[GIVEN ENTRIES Boundary: Start]

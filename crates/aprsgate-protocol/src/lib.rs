//! # aprsgate-protocol
//!
//! Wire formats for the aprsgate APRS-IS messaging gateway.
//!
//! This crate has no I/O. It covers both sides of the gateway:
//!
//! - **Upstream** - parsing APRS-IS lines into typed [`Packet`]s and
//!   formatting [`OutboundMessage`]s
//! - **Callsigns** - base callsign reduction, validation, passcodes
//! - **Clients** - JSON [`ClientRequest`] / [`ServerEvent`] frames
//!
//! ## Example
//!
//! ```rust
//! use aprsgate_protocol::parse;
//!
//! let packet = parse("SRCUSER>APRS,qAC,K8SDR-10::TESTUSER :Hello there{12}").unwrap();
//! let message = packet.as_message().unwrap();
//! assert_eq!(message.text, "Hello there");
//! assert_eq!(message.id.as_deref(), Some("12"));
//! ```

pub mod callsign;
pub mod codec;
pub mod frames;
pub mod packet;
pub mod parser;
pub mod passcode;
pub mod wire;

pub use callsign::{
    base_callsign, is_valid_callsign, normalize, pad_addressee, same_station, ConversationKey,
    ADDRESSEE_WIDTH,
};
pub use codec::{decode, encode, ProtocolError};
pub use frames::{
    ClientRequest, DeliveryStatus, DuplicateNotice, PushMessage, RouteHop, ServerEvent,
    StatusUpdate,
};
pub use packet::{
    MessageBody, Packet, PacketBody, PacketKind, ParseError, ResponseBody, ResponseKind,
    TelemetryTag, BULLETIN_PREFIX,
};
pub use parser::parse;
pub use passcode::{passcode, verify_passcode};
pub use wire::{
    encode_line, truncate_text, OutboundMessage, Payload, DEFAULT_DESTINATION, MAX_TEXT_LENGTH,
};
#[cfg(test)]
mod tests {
    use super::*;
    use aprsgate_protocol::Packet;
    use tokio::io::AsyncBufReadExt;
    use tokio::net::TcpListener;
    use tokio::sync::mpsc;

    const WAIT: Duration = Duration::from_secs(5);

    struct ChannelSink(mpsc::UnboundedSender<Packet>);

    impl PacketSink for ChannelSink {
        fn on_packet(&self, packet: Packet) {
            let _ = self.0.send(packet);
        }
    }

    fn sink() -> (Arc<ChannelSink>, mpsc::UnboundedReceiver<Packet>) {
        let (tx, rx) = mpsc::unbounded_channel();
        (Arc::new(ChannelSink(tx)), rx)
    }

    fn test_config(server: String) -> LinkConfig {
        let mut config = LinkConfig::new(server, LoginLine::new("K8SDR-10").with_filter("b/K8SDR*"));
        config.dial_timeout = Duration::from_millis(500);
        config.reconnect_delay = Duration::from_millis(20);
        config
    }

    async fn read_line(reader: &mut BufReader<OwnedReadHalf>) -> String {
        let mut line = String::new();
        tokio::time::timeout(WAIT, reader.read_line(&mut line))
            .await
            .unwrap()
            .unwrap();
        line
    }

    #[test]
    fn test_dispatch_line_classification() {
        let link = LinkManager::new(test_config("127.0.0.1:1".into()));
        let (sink, mut rx) = sink();

        assert_eq!(link.dispatch_line("# aprsc 2.1.14", sink.as_ref()), LineOutcome::Comment);
        assert_eq!(link.dispatch_line("\r\n", sink.as_ref()), LineOutcome::Comment);
        assert_eq!(
            link.dispatch_line("W1ABC>APRS:!4903.50N/07201.75W-", sink.as_ref()),
            LineOutcome::Unrecognized
        );
        assert_eq!(
            link.dispatch_line("W1ABC>APRS::BLN1     :Net tonight", sink.as_ref()),
            LineOutcome::Ignored(PacketKind::Message)
        );
        assert!(rx.try_recv().is_err());

        assert_eq!(
            link.dispatch_line("W1ABC>APRS::K8SDR    :hello{01}\r\n", sink.as_ref()),
            LineOutcome::Dispatched(PacketKind::Message)
        );
        assert_eq!(
            link.dispatch_line("W1ABC>APRS::K8SDR    :ack01", sink.as_ref()),
            LineOutcome::Dispatched(PacketKind::Response)
        );
        assert_eq!(rx.try_recv().unwrap().source, "W1ABC");

        let stats = link.stats();
        assert_eq!(stats.lines_received, 6);
        assert_eq!(stats.unrecognized, 1);
        assert_eq!(stats.packets_dispatched, 2);
    }

    #[tokio::test]
    async fn test_send_without_link() {
        let link = LinkManager::new(test_config("127.0.0.1:1".into()));
        assert!(!link.is_active());
        assert!(matches!(
            link.send_raw("K8SDR>APRS::W1ABC    :ack01").await,
            Err(LinkError::Inactive)
        ));
    }

    #[tokio::test]
    async fn test_login_stream_and_send() {
        let listener = TcpListener::bind("127.0.0.1:0").await.unwrap();
        let link = Arc::new(LinkManager::new(test_config(
            listener.local_addr().unwrap().to_string(),
        )));
        let (sink, mut rx) = sink();
        tokio::spawn(link.clone().run(sink));

        let (socket, _) = tokio::time::timeout(WAIT, listener.accept()).await.unwrap().unwrap();
        let (read_half, mut write_half) = socket.into_split();
        let mut reader = BufReader::new(read_half);

        let login = read_line(&mut reader).await;
        assert!(login.starts_with("user K8SDR-10 pass 14750 vers aprsgate "));
        assert!(login.ends_with(" filter b/K8SDR*\r\n"));

        write_half
            .write_all(
                b"# logresp K8SDR-10 verified, server TEST\r\n\
                  W1ABC>APRS,TCPIP*:!4903.50N/07201.75W-\r\n\
                  W1ABC>APRS,TCPIP*,qAC,T2TEST::K8SDR    :Hello{07}\r\n",
            )
            .await
            .unwrap();

        let packet = tokio::time::timeout(WAIT, rx.recv()).await.unwrap().unwrap();
        assert_eq!(packet.source, "W1ABC");
        assert_eq!(packet.path, vec!["TCPIP*", "qAC", "T2TEST"]);
        assert_eq!(packet.as_message().unwrap().id.as_deref(), Some("07"));
        assert!(link.is_active());

        link.send_raw("K8SDR>APRS,TCPIP,K8SDR-10*::W1ABC    :ack07")
            .await
            .unwrap();
        assert_eq!(
            read_line(&mut reader).await,
            "K8SDR>APRS,TCPIP,K8SDR-10*::W1ABC    :ack07\r\n"
        );
        assert_eq!(link.stats().lines_sent, 1);
    }

    #[tokio::test]
    async fn test_reconnects_after_disconnect() {
        let listener = TcpListener::bind("127.0.0.1:0").await.unwrap();
        let link = Arc::new(LinkManager::new(test_config(
            listener.local_addr().unwrap().to_string(),
        )));
        let (sink, _rx) = sink();
        tokio::spawn(link.clone().run(sink));

        for _ in 0..2 {
            let (socket, _) = tokio::time::timeout(WAIT, listener.accept()).await.unwrap().unwrap();
            let (read_half, _write_half) = socket.into_split();
            let mut reader = BufReader::new(read_half);
            assert!(read_line(&mut reader).await.starts_with("user K8SDR-10 "));
            // Dropping both halves closes the connection.
        }

        let mut state = link.subscribe_state();
        tokio::time::timeout(WAIT, state.wait_for(|s| *s == LinkState::Streaming))
            .await
            .unwrap()
            .unwrap();
        assert!(link.stats().sessions >= 2);
    }

    #[tokio::test]
    async fn test_oversized_line_is_dropped() {
        let listener = TcpListener::bind("127.0.0.1:0").await.unwrap();
        let link = Arc::new(LinkManager::new(test_config(
            listener.local_addr().unwrap().to_string(),
        )));
        let (sink, mut rx) = sink();
        tokio::spawn(link.clone().run(sink));

        let (socket, _) = tokio::time::timeout(WAIT, listener.accept()).await.unwrap().unwrap();
        let (read_half, mut write_half) = socket.into_split();
        let mut reader = BufReader::new(read_half);
        read_line(&mut reader).await;

        let mut flood = vec![b'A'; 5000];
        flood.extend_from_slice(b"::K8SDR    :junk{01}\r\n");
        write_half.write_all(&flood).await.unwrap();
        write_half
            .write_all(b"W1ABC>APRS,TCPIP*::K8SDR    :Still here{02}\r\n")
            .await
            .unwrap();

        let packet = tokio::time::timeout(WAIT, rx.recv()).await.unwrap().unwrap();
        assert_eq!(packet.as_message().unwrap().text, "Still here");
        assert!(rx.try_recv().is_err());

        let stats = link.stats();
        assert_eq!(stats.oversized_lines, 1);
        assert_eq!(stats.unrecognized, 0);
        assert_eq!(link.state(), LinkState::Streaming);
    }

    #[tokio::test]
    async fn test_stalled_write_times_out_and_reconnects() {
        let listener = TcpListener::bind("127.0.0.1:0").await.unwrap();
        let mut config = test_config(listener.local_addr().unwrap().to_string());
        config.write_timeout = Duration::from_millis(100);
        config.reconnect_delay = Duration::from_millis(500);
        let link = Arc::new(LinkManager::new(config));
        let (sink, _rx) = sink();
        tokio::spawn(link.clone().run(sink));

        // Read the login, then stop reading so the socket buffers fill up.
        let (socket, _) = tokio::time::timeout(WAIT, listener.accept()).await.unwrap().unwrap();
        let (read_half, _write_half) = socket.into_split();
        let mut reader = BufReader::new(read_half);
        read_line(&mut reader).await;

        let mut state = link.subscribe_state();
        tokio::time::timeout(WAIT, state.wait_for(|s| *s == LinkState::Streaming))
            .await
            .unwrap()
            .unwrap();

        let big = "X".repeat(64 * 1024);
        let mut timed_out = false;
        for _ in 0..2000 {
            match link.send_raw(&big).await {
                Ok(()) => {}
                Err(LinkError::WriteTimeout(_)) => {
                    timed_out = true;
                    break;
                }
                Err(e) => panic!("unexpected error: {e}"),
            }
        }
        assert!(timed_out);
        assert!(matches!(link.send_raw("x").await, Err(LinkError::Inactive)));

        // The dead connection is abandoned and a new one is dialed.
        let (socket, _) = tokio::time::timeout(WAIT, listener.accept()).await.unwrap().unwrap();
        let (read_half, _write_half) = socket.into_split();
        let mut reader = BufReader::new(read_half);
        assert!(read_line(&mut reader).await.starts_with("user K8SDR-10 "));
        assert!(link.stats().failures >= 1);
    }

    #[tokio::test]
    async fn test_dial_failures_keep_retrying() {
        let listener = TcpListener::bind("127.0.0.1:0").await.unwrap();
        let addr = listener.local_addr().unwrap().to_string();
        drop(listener);

        let link = Arc::new(LinkManager::new(test_config(addr)));
        let (sink, _rx) = sink();
        tokio::spawn(link.clone().run(sink));

        tokio::time::timeout(WAIT, async {
            while link.stats().failures < 3 {
                tokio::time::sleep(Duration::from_millis(10)).await;
            }
        })
        .await
        .unwrap();

        assert_ne!(link.state(), LinkState::Streaming);
        assert!(matches!(link.send_raw("x").await, Err(LinkError::Inactive)));
    }
}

[GIVEN ENTRIES Boundary: End]

> **INSTRUCTIONS FOR THE TASK**
Tallying every line that holds the string "ChannelSink", report the total for the records and nothing else.

> **FINAL ANSWER**
4